由于抗生素的广泛应用,临床分离的细菌中耐药株日益增多,更发现有对多种抗生素多重耐药的菌株,以致于感到新药开发研究的速度跟不上细菌耐药性变异的变化。而且有些耐药质粒同时带有编码毒力的基因,使其致病性增强,这些变异的后果给疾病的治疗带来很大的困难。为此,对临床分离的致病菌,必须在细菌药物敏感试验的指导下正确选择用药,不能滥用抗生素。为提高抗生素的疗效,防止耐药菌株的扩散,应考虑合理的联合用药原则,尤其在治疗慢性疾病需长期用药时,除联合使用抗生素外,还要考虑使用免疫调节剂。
为预防传染病的发生,用人工的方法减弱细菌的毒力,用遗传变异的原理使其诱变成保留原有免疫原性的减毒株或无毒株,制备成预防疾病的各种疫苗。目前通过条件选择和基因工程技术来获得新的变异株,用以制备更理想的疫苗。近年来除研制预防性疫苗外,尚出现了具有治疗作用的疫苗,为疫苗的应用拓宽了范围。
在测定致癌物质中的应用 肿瘤的发生一般认为是细胞内遗传物质发生了改变,使正常细胞变为转化细胞,因此凡能诱导细菌发生突变的物质都有可能是致癌物质。Ames试验就是根据能导致细菌基因突变的物质均为可疑致癌物的原理设计的。选用几株鼠伤寒沙门菌的组氨酸营养缺陷型(his-)作试验菌,以被检测的可疑化学物质作诱变剂。因his-菌在组氨酸缺乏的培养基上不能生长,若发生突变成为his+菌则能生长。比较含有被检物的试验平板与无检物的对照平板,计数培养基上的菌落数,凡能提高突变率、诱导菌落生长较多者,证明被检物有致癌的可能。

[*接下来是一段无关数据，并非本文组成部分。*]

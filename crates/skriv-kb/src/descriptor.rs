// Copyright (c) 2024-2026 Martin Schröder <info@swedishembedded.com>
//
// SPDX-License-Identifier: Apache-2.0
use std::collections::HashMap;
use std::path::{Path, PathBuf};
use std::sync::RwLock;

use serde::{Deserialize, Serialize};
use tracing::info;

/// Identity and storage settings of one knowledge base.
///
/// Created when a user attaches a KB; mutated only through the registry's
/// explicit switch/create operations.
#[derive(Debug, Clone, Serialize, Deserialize)]
pub struct KbDescriptor {
    pub kb_id: String,
    pub root_path: PathBuf,
    pub git_remote: Option<String>,
    pub git_branch: Option<String>,
    pub git_enabled: bool,
}

impl KbDescriptor {
    pub fn topics_dir(&self) -> PathBuf {
        self.root_path.join("topics")
    }
}

/// In-memory map of user → active KB.
///
/// Persistent user-settings storage is an external concern; the registry
/// only guarantees that the on-disk skeleton (`topics/`) exists for every
/// descriptor it hands out.
pub struct KbRegistry {
    base_dir: PathBuf,
    inner: RwLock<HashMap<i64, KbDescriptor>>,
    git_enabled_default: bool,
}

impl KbRegistry {
    pub fn new(base_dir: impl Into<PathBuf>, git_enabled_default: bool) -> Self {
        Self {
            base_dir: base_dir.into(),
            inner: RwLock::new(HashMap::new()),
            git_enabled_default,
        }
    }

    /// The active KB for `user_id`, creating a default one on first use.
    pub fn get_or_create(&self, user_id: i64) -> anyhow::Result<KbDescriptor> {
        if let Some(desc) = self
            .inner
            .read()
            .unwrap_or_else(|e| e.into_inner())
            .get(&user_id)
        {
            return Ok(desc.clone());
        }
        self.create(user_id, &format!("kb_user_{user_id}"))
    }

    /// The active KB for `user_id`, if one is attached.
    pub fn get(&self, user_id: i64) -> Option<KbDescriptor> {
        self.inner
            .read()
            .unwrap_or_else(|e| e.into_inner())
            .get(&user_id)
            .cloned()
    }

    /// Resolve a descriptor by its `kb_id` (used by event subscribers that
    /// only see ids).
    pub fn find(&self, kb_id: &str) -> Option<KbDescriptor> {
        self.inner
            .read()
            .unwrap_or_else(|e| e.into_inner())
            .values()
            .find(|d| d.kb_id == kb_id)
            .cloned()
    }

    /// Create a KB named `name` under the base directory and make it the
    /// user's active KB.
    pub fn create(&self, user_id: i64, name: &str) -> anyhow::Result<KbDescriptor> {
        let root = self.base_dir.join(name);
        ensure_skeleton(&root)?;
        let desc = KbDescriptor {
            kb_id: name.to_string(),
            root_path: root,
            git_remote: None,
            git_branch: None,
            git_enabled: self.git_enabled_default,
        };
        info!(user_id, kb_id = %desc.kb_id, "KB attached");
        self.inner
            .write()
            .unwrap_or_else(|e| e.into_inner())
            .insert(user_id, desc.clone());
        Ok(desc)
    }

    /// Switch the user's active KB to an existing directory.
    pub fn switch(&self, user_id: i64, desc: KbDescriptor) -> anyhow::Result<()> {
        ensure_skeleton(&desc.root_path)?;
        info!(user_id, kb_id = %desc.kb_id, "KB switched");
        self.inner
            .write()
            .unwrap_or_else(|e| e.into_inner())
            .insert(user_id, desc);
        Ok(())
    }
}

fn ensure_skeleton(root: &Path) -> anyhow::Result<()> {
    std::fs::create_dir_all(root.join("topics"))?;
    Ok(())
}

// ─── Unit tests ──────────────────────────────────────────────────────────────

#[cfg(test)]
mod tests {
    use super::*;

    #[test]
    fn get_or_create_builds_skeleton() {
        let dir = tempfile::tempdir().unwrap();
        let reg = KbRegistry::new(dir.path(), true);
        let desc = reg.get_or_create(42).unwrap();
        assert_eq!(desc.kb_id, "kb_user_42");
        assert!(desc.topics_dir().is_dir());
    }

    #[test]
    fn second_call_returns_same_descriptor() {
        let dir = tempfile::tempdir().unwrap();
        let reg = KbRegistry::new(dir.path(), true);
        let a = reg.get_or_create(1).unwrap();
        let b = reg.get_or_create(1).unwrap();
        assert_eq!(a.kb_id, b.kb_id);
        assert_eq!(a.root_path, b.root_path);
    }

    #[test]
    fn find_by_kb_id() {
        let dir = tempfile::tempdir().unwrap();
        let reg = KbRegistry::new(dir.path(), false);
        reg.get_or_create(7).unwrap();
        let found = reg.find("kb_user_7").unwrap();
        assert!(!found.git_enabled);
        assert!(reg.find("kb_user_8").is_none());
    }

    #[test]
    fn switch_replaces_active_kb() {
        let dir = tempfile::tempdir().unwrap();
        let reg = KbRegistry::new(dir.path(), true);
        reg.get_or_create(1).unwrap();
        let other = KbDescriptor {
            kb_id: "work".into(),
            root_path: dir.path().join("work"),
            git_remote: None,
            git_branch: Some("notes".into()),
            git_enabled: false,
        };
        reg.switch(1, other).unwrap();
        assert_eq!(reg.get(1).unwrap().kb_id, "work");
        assert!(dir.path().join("work/topics").is_dir());
    }
}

在流行病学中的应用 近年来的分子生物学分析方法已被用于流行病学调查。如用质粒指纹图(plasmid fingerprinting ,PFP)的方法来检测不同来源细菌所带质粒的大小,比较质粒的各种酶切图,其产生片段的数目、大小、位置引起某一疾病暴发流行的流行菌株与非流行菌株,也可用于调查医院感染的各种细菌的某种耐药质粒的传播扩散情况。另外,从对噬菌体敏感性及溶原性,对细菌素的敏感性等也可研究流行菌株的同源性等。
在基因工程中的应用 基因工程是根据遗传变异中细菌可因基因转移和重组而获得新性状的原理设计的。基因工程的主要步骤是:
①从供体细胞(细菌或其他生物细胞)的DNA上切取一段需要表达的基因,即所谓目的基因;
②将目的基因结合在合适的载体(质粒或噬菌体)上;
③通过载体将目的基因转移到工程菌(受体菌)内,随着细菌的大量繁殖表达出大量的目的基因产物。目前通过基因工程已能使工程菌大量生产胰岛素、干扰素、各种生长激素、rIL-2等细胞因子和rHBs乙肝疫苗等生物制品。并已探索用基因工程技术治疗基因缺陷性疾病等。今后,基因工程在医学领域和生命科学中必将得到更广泛的应用。